** Given records follows **

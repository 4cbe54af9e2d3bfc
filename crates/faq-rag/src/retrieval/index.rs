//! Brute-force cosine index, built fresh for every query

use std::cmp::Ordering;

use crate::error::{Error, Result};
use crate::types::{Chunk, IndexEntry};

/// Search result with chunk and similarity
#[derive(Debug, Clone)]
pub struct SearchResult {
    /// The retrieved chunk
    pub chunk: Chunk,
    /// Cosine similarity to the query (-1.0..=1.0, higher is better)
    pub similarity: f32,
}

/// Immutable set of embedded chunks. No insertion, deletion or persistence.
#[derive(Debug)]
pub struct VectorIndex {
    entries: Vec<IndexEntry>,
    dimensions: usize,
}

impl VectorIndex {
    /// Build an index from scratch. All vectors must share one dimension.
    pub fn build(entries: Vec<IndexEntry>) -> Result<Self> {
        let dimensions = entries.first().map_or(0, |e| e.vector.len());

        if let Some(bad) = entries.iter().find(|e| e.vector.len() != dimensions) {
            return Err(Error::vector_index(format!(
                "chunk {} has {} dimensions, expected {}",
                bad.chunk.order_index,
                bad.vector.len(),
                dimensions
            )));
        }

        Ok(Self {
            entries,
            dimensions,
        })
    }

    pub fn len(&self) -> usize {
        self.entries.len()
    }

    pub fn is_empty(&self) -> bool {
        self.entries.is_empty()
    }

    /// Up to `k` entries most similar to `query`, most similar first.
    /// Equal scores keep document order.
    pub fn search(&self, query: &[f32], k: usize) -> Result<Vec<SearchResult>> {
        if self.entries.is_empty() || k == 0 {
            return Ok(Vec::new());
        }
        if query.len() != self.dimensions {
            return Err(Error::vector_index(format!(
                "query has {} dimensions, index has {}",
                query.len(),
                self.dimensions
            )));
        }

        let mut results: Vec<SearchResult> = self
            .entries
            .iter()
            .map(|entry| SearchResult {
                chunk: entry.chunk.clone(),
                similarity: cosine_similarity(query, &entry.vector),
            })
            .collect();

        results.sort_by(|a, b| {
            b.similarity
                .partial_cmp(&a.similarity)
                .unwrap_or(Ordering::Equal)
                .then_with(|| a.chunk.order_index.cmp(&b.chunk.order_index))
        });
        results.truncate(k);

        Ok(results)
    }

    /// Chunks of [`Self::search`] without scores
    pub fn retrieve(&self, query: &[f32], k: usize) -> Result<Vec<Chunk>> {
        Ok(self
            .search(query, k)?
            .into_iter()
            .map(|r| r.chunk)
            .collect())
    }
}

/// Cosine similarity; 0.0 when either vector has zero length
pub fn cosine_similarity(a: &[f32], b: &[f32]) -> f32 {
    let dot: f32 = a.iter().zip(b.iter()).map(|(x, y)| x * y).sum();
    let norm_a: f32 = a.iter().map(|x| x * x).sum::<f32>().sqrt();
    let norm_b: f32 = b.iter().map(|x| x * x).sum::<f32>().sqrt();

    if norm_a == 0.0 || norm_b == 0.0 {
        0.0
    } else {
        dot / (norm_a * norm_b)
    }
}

** End of Given records **

How to complete this task:
Copy out every line of the data where the word "SearchResult" occurs.

Result of the exercise:
pub struct SearchResult {
    pub fn search(&self, query: &[f32], k: usize) -> Result<Vec<SearchResult>> {
        let mut results: Vec<SearchResult> = self
            .map(|entry| SearchResult {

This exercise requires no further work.